Type: Microservice Tags: NVIDIA, NIM, ALCHEMI, batched geometry relaxation, BGR, molecular simulation, materials science, MLIP, MACE, AIMNet2, TensorNet Related: NVIDIA-NIM, NIM-for-ALCHEMI-Batched-Molecular-Dynamics, NVIDIA-BioNeMo, NVIDIA-Clara, NVIDIA-AI-Enterprise, cuEquivariance, TensorRT, Triton-Inference-Server, NVIDIA-CUDA, NGC Sources: https://docs.nvidia.com/nim/alchemi/alchemi-bgr/latest/overview.html Last Updated: 2026-04-29

Summary

NVIDIA NIM for ALCHEMI Batched Geometry Relaxation (BGR) is a NIM microservice for high-throughput atomistic structure relaxation in computational chemistry and materials science.

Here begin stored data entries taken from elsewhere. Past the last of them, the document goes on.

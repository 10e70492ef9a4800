use super::model::{AgentFinding, AgentRecommendation, FindingType, Severity};
use crate::determinism::ids::recommendation_id;
use std::collections::BTreeMap;

struct RecommendationTemplate {
    finding_type: FindingType,
    priority: Severity,
    actions: &'static [&'static str],
    responsible_party: &'static str,
    timeline: &'static str,
}

// Four finding types carry a remediation template. TimelineViolation
// and ComplianceViolation deliberately have none; the gap is pinned by
// test so closing it is an explicit product decision, not a drive-by.
const TEMPLATES: &[RecommendationTemplate] = &[
    RecommendationTemplate {
        finding_type: FindingType::BudgetAnomaly,
        priority: Severity::High,
        actions: &[
            "Reconcile actual spend against the approved procurement plan",
            "Require variation orders for any overrun above 10% of estimate",
            "Refer overruns above 30% to the internal audit unit",
        ],
        responsible_party: "Entity finance directorate",
        timeline: "30 days",
    },
    RecommendationTemplate {
        finding_type: FindingType::LocalContentShortfall,
        priority: Severity::Medium,
        actions: &[
            "Apply the margin of preference for local suppliers at evaluation",
            "Report local content performance in the quarterly procurement return",
        ],
        responsible_party: "Entity procurement unit",
        timeline: "Next procurement cycle",
    },
    RecommendationTemplate {
        finding_type: FindingType::ConflictOfInterest,
        priority: Severity::High,
        actions: &[
            "Obtain beneficial ownership declarations for the supplier",
            "Screen award committee members against the supplier's directors",
            "Suspend further awards to the supplier pending review",
        ],
        responsible_party: "Public Procurement Authority",
        timeline: "14 days",
    },
    RecommendationTemplate {
        finding_type: FindingType::DuplicateProcurement,
        priority: Severity::Medium,
        actions: &[
            "Verify the flagged contracts cover distinct deliverables",
            "Consolidate overlapping requirements into a single package",
        ],
        responsible_party: "Entity tender committee",
        timeline: "21 days",
    },
];

/// One recommendation per distinct finding type present in the batch
/// that has a template; finding types without one yield nothing.
pub fn synthesize(findings: &[AgentFinding]) -> Vec<AgentRecommendation> {
    let mut by_type: BTreeMap<FindingType, Vec<String>> = BTreeMap::new();
    for finding in findings {
        by_type
            .entry(finding.finding_type)
            .or_default()
            .push(finding.finding_id.clone());
    }

    let mut recommendations = Vec::new();
    for template in TEMPLATES {
        let Some(addresses) = by_type.get(&template.finding_type) else {
            continue;
        };
        let mut addresses = addresses.clone();
        addresses.sort();
        recommendations.push(AgentRecommendation {
            recommendation_id: recommendation_id(template.finding_type.as_str(), &addresses),
            finding_type: template.finding_type,
            priority: template.priority,
            actions: template.actions.iter().map(|s| s.to_string()).collect(),
            responsible_party: template.responsible_party.to_string(),
            timeline: template.timeline.to_string(),
            addresses,
        });
    }
    recommendations
}

#[cfg(test)]
mod tests {
    use super::*;
    use crate::analysis::model::RuleCode;
    use time::macros::datetime;

    fn finding(id: &str, rule: RuleCode) -> AgentFinding {
        AgentFinding {
            finding_id: id.to_string(),
            rule,
            finding_type: rule.finding_type(),
            severity: Severity::Medium,
            title: "t".to_string(),
            description: "d".to_string(),
            affected_records: vec!["GH_001".to_string()],
            affected_entities: vec!["ECG".to_string()],
            affected_individuals: vec![],
            financial_impact: 0.0,
            regulatory_breach: String::new(),
            confidence: 0.9,
            detected_date: datetime!(2026-03-01 08:00:00 UTC),
        }
    }

    #[test]
    fn test_one_recommendation_per_type_not_per_finding() {
        let findings = vec![
            finding("F_1", RuleCode::BudgetOverrun),
            finding("F_2", RuleCode::BudgetOverrun),
            finding("F_3", RuleCode::SupplierConcentration),
        ];
        let recs = synthesize(&findings);
        assert_eq!(recs.len(), 2);

        let budget = recs
            .iter()
            .find(|r| r.finding_type == FindingType::BudgetAnomaly)
            .unwrap();
        assert_eq!(budget.addresses, vec!["F_1".to_string(), "F_2".to_string()]);
    }

    #[test]
    fn test_timeline_violations_yield_no_recommendation() {
        let findings = vec![
            finding("F_1", RuleCode::AwardDelay),
            finding("F_2", RuleCode::AwardDelay),
        ];
        assert!(synthesize(&findings).is_empty());
    }

    #[test]
    fn test_compliance_violations_yield_no_recommendation() {
        let findings = vec![finding("F_1", RuleCode::SingleBidder)];
        assert!(synthesize(&findings).is_empty());
    }

    #[test]
    fn test_no_findings_no_recommendations() {
        assert!(synthesize(&[]).is_empty());
    }

    #[test]
    fn test_recommendation_id_deterministic() {
        let findings = vec![finding("F_1", RuleCode::DuplicateProcurement)];
        let a = synthesize(&findings);
        let b = synthesize(&findings);
        assert_eq!(a[0].recommendation_id, b[0].recommendation_id);
    }
}
use sha2::{Digest, Sha256};
use time::OffsetDateTime;
use ulid::Ulid;

pub fn sha256_hex(bytes: &[u8]) -> String {
    let mut h = Sha256::new();
    h.update(bytes);
    hex::encode(h.finalize())
}

/// Deterministic finding id: the same rule firing on the same records
/// always produces the same id, so runs over identical input diff clean.
pub fn finding_id(rule_code: &str, affected_record_ids: &[String]) -> String {
    let mut sorted = affected_record_ids.to_vec();
    sorted.sort();
    let combined = format!("{}:{}", rule_code, sorted.join(","));
    let digest = sha256_hex(combined.as_bytes());
    format!("F_{}_{}", rule_code, &digest[..16])
}

/// Deterministic recommendation id, derived from the finding type and
/// the findings it addresses.
pub fn recommendation_id(finding_type: &str, addressed_finding_ids: &[String]) -> String {
    let mut sorted = addressed_finding_ids.to_vec();
    sorted.sort();
    let combined = format!("{}:{}", finding_type, sorted.join(","));
    let digest = sha256_hex(combined.as_bytes());
    format!("REC_{}_{}", finding_type, &digest[..16])
}

/// Analysis id derived from the batch contents and the run instant.
pub fn analysis_id(record_ids: &[String], executed_at: OffsetDateTime) -> String {
    let mut sorted = record_ids.to_vec();
    sorted.sort();
    let combined = format!("{}:{}", executed_at.unix_timestamp(), sorted.join(","));
    let digest = sha256_hex(combined.as_bytes());
    format!("AN_{}", &digest[..32])
}

/// Ad-hoc run label for contexts with no batch to fingerprint.
pub fn run_label_ulid() -> String {
    format!("r_{}", Ulid::new())
}
use super::model::{iso_date, ProcurementCategory, ProcurementMethod, ProcurementRecord};
use crate::determinism::ids::sha256_hex;
use crate::error::{OversightError, OversightResult};
use time::Date;

/// Parse a CSV batch of procurement records.
///
/// This is the validation boundary: anything malformed fails loudly
/// here so the analysis rules never see a half-formed record. Silent
/// exclusion would skew processed counts and the aggregate risk level,
/// so there is no lenient mode.
pub fn parse_records_csv(csv_str: &str) -> OversightResult<Vec<ProcurementRecord>> {
    let mut reader = csv::Reader::from_reader(csv_str.as_bytes());
    let headers = reader.headers()?.clone();

    let col = |name: &str| -> OversightResult<usize> {
        headers
            .iter()
            .position(|h| h == name)
            .ok_or_else(|| OversightError::InvalidInput(format!("missing column {}", name)))
    };

    let idx_record_id = headers.iter().position(|h| h == "record_id");
    let idx_entity_id = col("entity_id")?;
    let idx_entity_name = col("entity_name")?;
    let idx_supplier_id = col("supplier_id")?;
    let idx_supplier_name = col("supplier_name")?;
    let idx_supplier_country = col("supplier_country")?;
    let idx_tender_number = col("tender_number")?;
    let idx_contract_number = col("contract_number")?;
    let idx_description = col("description")?;
    let idx_estimated = col("estimated_value")?;
    let idx_actual = col("actual_value")?;
    let idx_currency = col("currency")?;
    let idx_guarantee = col("performance_guarantee")?;
    let idx_advance = col("advance_payment")?;
    let idx_method = col("procurement_method")?;
    let idx_category = col("category")?;
    let idx_bidders = col("bidders_count")?;
    let idx_local_bidders = col("local_bidders_count")?;
    let idx_publication = col("tender_publication_date")?;
    let idx_closing = col("tender_closing_date")?;
    let idx_award = col("contract_award_date")?;
    let idx_start = col("contract_start_date")?;
    let idx_end = col("contract_end_date")?;
    let idx_compliance = col("compliance_score")?;
    let idx_evaluation = col("evaluation_score")?;
    let idx_local_content = col("local_content_percentage")?;
    let idx_sustainability = col("sustainability_score")?;
    let idx_approved_by = col("approved_by")?;

    let mut records = Vec::new();
    for (row, result) in reader.records().enumerate() {
        let line = result?;
        let field = |i: usize| line.get(i).unwrap_or("").trim();

        let number = |i: usize, name: &str| -> OversightResult<f64> {
            field(i).parse::<f64>().map_err(|_| {
                OversightError::InvalidInput(format!("row {}: invalid {}", row, name))
            })
        };
        let count = |i: usize, name: &str| -> OversightResult<u32> {
            field(i).parse::<u32>().map_err(|_| {
                OversightError::InvalidInput(format!("row {}: invalid {}", row, name))
            })
        };
        let parse_date = |i: usize, name: &str| -> OversightResult<Date> {
            Date::parse(field(i), iso_date::FORMAT).map_err(|_| {
                OversightError::Date(format!("row {}: invalid {} '{}'", row, name, field(i)))
            })
        };

        let entity_id = field(idx_entity_id).to_string();
        let tender_number = field(idx_tender_number).to_string();
        if entity_id.is_empty() || tender_number.is_empty() {
            return Err(OversightError::InvalidInput(format!(
                "row {}: entity_id and tender_number are required",
                row
            )));
        }

        let method = ProcurementMethod::parse(field(idx_method)).ok_or_else(|| {
            OversightError::InvalidInput(format!(
                "row {}: unknown procurement_method '{}'",
                row,
                field(idx_method)
            ))
        })?;
        let category = ProcurementCategory::parse(field(idx_category)).ok_or_else(|| {
            OversightError::InvalidInput(format!(
                "row {}: unknown category '{}'",
                row,
                field(idx_category)
            ))
        })?;

        let publication = parse_date(idx_publication, "tender_publication_date")?;
        let closing = parse_date(idx_closing, "tender_closing_date")?;
        let award = parse_date(idx_award, "contract_award_date")?;
        let start = parse_date(idx_start, "contract_start_date")?;
        let end = parse_date(idx_end, "contract_end_date")?;

        let local_content = number(idx_local_content, "local_content_percentage")?;

        let record_id = match idx_record_id.map(|i| field(i).to_string()) {
            Some(id) if !id.is_empty() => id,
            _ => generate_record_id(&entity_id, &tender_number, award),
        };

        let record = ProcurementRecord {
            record_id,
            entity_id,
            entity_name: field(idx_entity_name).to_string(),
            supplier_id: field(idx_supplier_id).to_string(),
            supplier_name: field(idx_supplier_name).to_string(),
            supplier_country: field(idx_supplier_country).to_string(),
            tender_number,
            contract_number: field(idx_contract_number).to_string(),
            description: field(idx_description).to_string(),
            estimated_value: number(idx_estimated, "estimated_value")?,
            actual_value: number(idx_actual, "actual_value")?,
            currency: field(idx_currency).to_string(),
            performance_guarantee: number(idx_guarantee, "performance_guarantee")?,
            advance_payment: number(idx_advance, "advance_payment")?,
            method,
            category,
            bidders_count: count(idx_bidders, "bidders_count")?,
            local_bidders_count: count(idx_local_bidders, "local_bidders_count")?,
            tender_publication_date: publication,
            tender_closing_date: closing,
            contract_award_date: award,
            contract_start_date: start,
            contract_end_date: end,
            compliance_score: number(idx_compliance, "compliance_score")?,
            evaluation_score: number(idx_evaluation, "evaluation_score")?,
            local_content_percentage: local_content,
            sustainability_score: number(idx_sustainability, "sustainability_score")?,
            approved_by: field(idx_approved_by).to_string(),
        };

        validate_record(&record, row)?;
        records.push(record);
    }

    if records.is_empty() {
        return Err(OversightError::InvalidInput(
            "no procurement records found".to_string(),
        ));
    }
    ensure_unique_record_ids(&records)?;

    Ok(records)
}

/// Parse a JSON array of records, applying the same boundary checks.
pub fn parse_records_json(json_str: &str) -> OversightResult<Vec<ProcurementRecord>> {
    let records: Vec<ProcurementRecord> = serde_json::from_str(json_str)?;
    if records.is_empty() {
        return Err(OversightError::InvalidInput(
            "no procurement records found".to_string(),
        ));
    }
    for (row, record) in records.iter().enumerate() {
        validate_record(record, row)?;
    }
    ensure_unique_record_ids(&records)?;
    Ok(records)
}

// Record ids are identity everywhere downstream: supplier attribution
// joins findings to suppliers through them, and finding ids hash over
// them. A duplicated id would silently attribute one supplier's
// finding to another, so a batch with duplicates is rejected whole.
fn ensure_unique_record_ids(records: &[ProcurementRecord]) -> OversightResult<()> {
    let mut seen = std::collections::BTreeSet::new();
    for (row, record) in records.iter().enumerate() {
        if !seen.insert(record.record_id.as_str()) {
            return Err(OversightError::InvalidInput(format!(
                "row {}: duplicate record_id '{}'",
                row, record.record_id
            )));
        }
    }
    Ok(())
}

fn validate_record(record: &ProcurementRecord, row: usize) -> OversightResult<()> {
    // NaN and infinity parse as valid f64 but poison every downstream
    // average and ratio, so they are rejected at the boundary.
    let numeric_fields = [
        ("estimated_value", record.estimated_value),
        ("actual_value", record.actual_value),
        ("performance_guarantee", record.performance_guarantee),
        ("advance_payment", record.advance_payment),
        ("compliance_score", record.compliance_score),
        ("evaluation_score", record.evaluation_score),
        ("local_content_percentage", record.local_content_percentage),
        ("sustainability_score", record.sustainability_score),
    ];
    for (name, value) in numeric_fields {
        if !value.is_finite() {
            return Err(OversightError::InvalidInput(format!(
                "row {}: {} must be a finite number, got {}",
                row, name, value
            )));
        }
    }
    // Overrun ratios divide by the estimate, so zero is as bad as negative.
    if record.estimated_value <= 0.0 {
        return Err(OversightError::InvalidInput(format!(
            "row {}: estimated_value must be positive, got {}",
            row, record.estimated_value
        )));
    }
    if !(0.0..=100.0).contains(&record.local_content_percentage) {
        return Err(OversightError::InvalidInput(format!(
            "row {}: local_content_percentage must be 0-100, got {}",
            row, record.local_content_percentage
        )));
    }
    if record.actual_value < 0.0 {
        return Err(OversightError::InvalidInput(format!(
            "row {}: actual_value must be non-negative",
            row
        )));
    }
    if record.local_bidders_count > record.bidders_count {
        return Err(OversightError::InvalidInput(format!(
            "row {}: local_bidders_count exceeds bidders_count",
            row
        )));
    }

    let ordered = record.tender_publication_date <= record.tender_closing_date
        && record.tender_closing_date <= record.contract_award_date
        && record.contract_award_date <= record.contract_start_date
        && record.contract_start_date <= record.contract_end_date;
    if !ordered {
        return Err(OversightError::Date(format!(
            "row {}: dates out of order (publication <= closing <= award <= start <= end)",
            row
        )));
    }
    Ok(())
}

/// Deterministic fallback id for rows reported without one.
fn generate_record_id(entity_id: &str, tender_number: &str, award: Date) -> String {
    let combined = format!("{}:{}:{}", entity_id, tender_number, award);
    let digest = sha256_hex(combined.as_bytes());
    format!("GH_{}_{}", entity_id.replace(' ', "_"), &digest[..8])
}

Current NVIDIA docs describe it as using machine learning interatomic potentials (MLIPs) such as MACE, AIMNet2, and TensorNet models optimized for NVIDIA GPUs.

Detail

Purpose

Batched geometry relaxation optimizes atom positions and, optionally, unit-cell parameters so candidate molecular or materials structures can be evaluated before downstream simulation, screening, or discovery workflows.

Current scope

  • Supports periodic materials and isolated molecules.
  • Provides optional cell optimization and DFT-D3(BJ) dispersion corrections.
  • Uses dynamic batching to estimate and adjust batch size based on available GPU memory and structure size.
  • Implements the FIRE2 optimizer on GPU for accelerated relaxation.
  • Allows per-request force and pressure convergence criteria.
  • Supports MLIP model types selected through ALCHEMI_NIM_MODEL_TYPE, including MACE, TensorNet, and AIMNet2.
  • Includes MACE-MPA-0 as a bundled/default model path when the container runs with an NGC API key.

NVIDIA context

BGR is the relaxation step in NVIDIA’s ALCHEMI atomistic-modeling NIM pair. It naturally connects with NIM-for-ALCHEMI-Batched-Molecular-Dynamics for simulation after relaxation and with cuEquivariance because MACE-style MLIP models use geometry-aware neural network operations.

Connections

Source Excerpts

  • NVIDIA docs describe BGR as a high-performance engine for batched geometry relaxation across periodic materials and isolated molecules.
  • The current docs list MACE, AIMNet2, and TensorNet as supported MLIP model families.